◆ **Assignment**
Using the data beneath, show every line that includes the word "between".

### Material provided

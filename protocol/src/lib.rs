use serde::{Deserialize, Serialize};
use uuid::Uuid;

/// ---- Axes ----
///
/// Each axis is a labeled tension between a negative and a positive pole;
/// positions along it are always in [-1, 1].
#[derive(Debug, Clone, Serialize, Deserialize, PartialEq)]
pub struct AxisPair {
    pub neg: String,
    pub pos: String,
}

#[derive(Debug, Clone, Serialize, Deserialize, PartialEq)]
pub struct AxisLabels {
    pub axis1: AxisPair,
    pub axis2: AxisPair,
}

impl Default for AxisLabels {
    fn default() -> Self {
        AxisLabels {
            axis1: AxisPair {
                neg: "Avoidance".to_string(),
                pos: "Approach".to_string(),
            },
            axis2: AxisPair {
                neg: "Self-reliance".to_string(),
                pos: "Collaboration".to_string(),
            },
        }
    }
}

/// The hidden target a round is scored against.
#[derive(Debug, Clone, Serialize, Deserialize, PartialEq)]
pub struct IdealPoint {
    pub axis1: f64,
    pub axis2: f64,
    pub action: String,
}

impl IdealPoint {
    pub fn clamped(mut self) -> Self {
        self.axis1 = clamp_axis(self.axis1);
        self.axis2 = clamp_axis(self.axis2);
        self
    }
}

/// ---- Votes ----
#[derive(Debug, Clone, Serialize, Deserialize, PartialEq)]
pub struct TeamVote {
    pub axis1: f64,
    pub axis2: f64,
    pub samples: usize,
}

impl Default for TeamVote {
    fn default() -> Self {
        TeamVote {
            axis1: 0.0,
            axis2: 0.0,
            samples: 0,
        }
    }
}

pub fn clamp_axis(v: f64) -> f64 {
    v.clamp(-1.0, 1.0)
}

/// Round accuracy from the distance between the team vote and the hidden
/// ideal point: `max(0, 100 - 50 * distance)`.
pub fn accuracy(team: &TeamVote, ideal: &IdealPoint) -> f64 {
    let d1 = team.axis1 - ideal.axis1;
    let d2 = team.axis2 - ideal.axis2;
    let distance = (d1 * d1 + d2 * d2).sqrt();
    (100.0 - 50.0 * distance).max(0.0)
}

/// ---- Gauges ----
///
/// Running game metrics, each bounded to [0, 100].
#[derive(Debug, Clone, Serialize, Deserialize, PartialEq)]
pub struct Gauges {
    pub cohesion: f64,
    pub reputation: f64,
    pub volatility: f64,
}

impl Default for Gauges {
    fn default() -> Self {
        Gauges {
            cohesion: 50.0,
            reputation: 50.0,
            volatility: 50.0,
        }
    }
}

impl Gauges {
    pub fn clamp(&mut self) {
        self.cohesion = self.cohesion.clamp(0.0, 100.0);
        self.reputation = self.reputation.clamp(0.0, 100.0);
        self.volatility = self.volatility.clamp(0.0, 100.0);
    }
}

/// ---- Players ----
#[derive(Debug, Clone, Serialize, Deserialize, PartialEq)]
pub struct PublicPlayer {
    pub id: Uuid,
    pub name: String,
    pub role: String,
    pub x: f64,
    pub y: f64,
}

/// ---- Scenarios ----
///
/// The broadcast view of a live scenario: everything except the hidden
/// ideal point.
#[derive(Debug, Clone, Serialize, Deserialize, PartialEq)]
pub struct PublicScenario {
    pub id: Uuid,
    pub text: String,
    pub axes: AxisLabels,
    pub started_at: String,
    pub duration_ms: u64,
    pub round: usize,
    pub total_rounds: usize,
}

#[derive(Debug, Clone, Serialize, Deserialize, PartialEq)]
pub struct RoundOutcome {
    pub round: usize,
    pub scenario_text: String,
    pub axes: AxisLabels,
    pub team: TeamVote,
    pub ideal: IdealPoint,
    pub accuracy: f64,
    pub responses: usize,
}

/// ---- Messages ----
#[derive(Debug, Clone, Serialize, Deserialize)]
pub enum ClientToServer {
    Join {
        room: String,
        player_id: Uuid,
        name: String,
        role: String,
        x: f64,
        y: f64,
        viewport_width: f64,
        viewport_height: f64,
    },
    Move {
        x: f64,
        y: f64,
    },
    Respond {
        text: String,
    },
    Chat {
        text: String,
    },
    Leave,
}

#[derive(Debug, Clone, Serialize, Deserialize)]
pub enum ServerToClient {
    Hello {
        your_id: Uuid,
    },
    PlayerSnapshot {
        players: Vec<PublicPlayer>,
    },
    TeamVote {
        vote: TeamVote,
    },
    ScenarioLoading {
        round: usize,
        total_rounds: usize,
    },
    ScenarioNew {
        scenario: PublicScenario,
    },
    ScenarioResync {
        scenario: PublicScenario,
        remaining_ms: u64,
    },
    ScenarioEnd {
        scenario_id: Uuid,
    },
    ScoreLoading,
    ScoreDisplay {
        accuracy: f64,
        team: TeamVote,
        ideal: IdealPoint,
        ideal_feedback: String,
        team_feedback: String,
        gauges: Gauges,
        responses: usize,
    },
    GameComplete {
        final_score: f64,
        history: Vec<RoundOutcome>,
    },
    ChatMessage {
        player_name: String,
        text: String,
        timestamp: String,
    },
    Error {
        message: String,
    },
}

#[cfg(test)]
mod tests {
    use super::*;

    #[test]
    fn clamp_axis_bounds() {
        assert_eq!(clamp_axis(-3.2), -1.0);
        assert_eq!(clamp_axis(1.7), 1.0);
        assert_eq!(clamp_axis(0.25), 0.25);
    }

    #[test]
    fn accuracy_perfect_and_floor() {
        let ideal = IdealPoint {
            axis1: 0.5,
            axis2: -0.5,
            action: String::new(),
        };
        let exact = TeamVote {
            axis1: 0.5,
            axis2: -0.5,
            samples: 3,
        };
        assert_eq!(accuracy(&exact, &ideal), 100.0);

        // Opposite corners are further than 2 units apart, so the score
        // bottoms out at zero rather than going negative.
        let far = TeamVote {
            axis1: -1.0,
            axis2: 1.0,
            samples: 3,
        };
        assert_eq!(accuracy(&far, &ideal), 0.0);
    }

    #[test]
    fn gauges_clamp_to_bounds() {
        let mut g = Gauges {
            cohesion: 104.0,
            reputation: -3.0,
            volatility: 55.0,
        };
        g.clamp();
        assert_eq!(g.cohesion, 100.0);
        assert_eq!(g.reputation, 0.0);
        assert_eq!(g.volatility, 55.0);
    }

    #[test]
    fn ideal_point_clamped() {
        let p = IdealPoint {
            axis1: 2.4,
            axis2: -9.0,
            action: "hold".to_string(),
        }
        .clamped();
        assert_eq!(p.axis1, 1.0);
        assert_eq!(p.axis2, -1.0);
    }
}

######

◆ **Solution for this exercise**
/// Each axis is a labeled tension between a negative and a positive pole;
/// Round accuracy from the distance between the team vote and the hidden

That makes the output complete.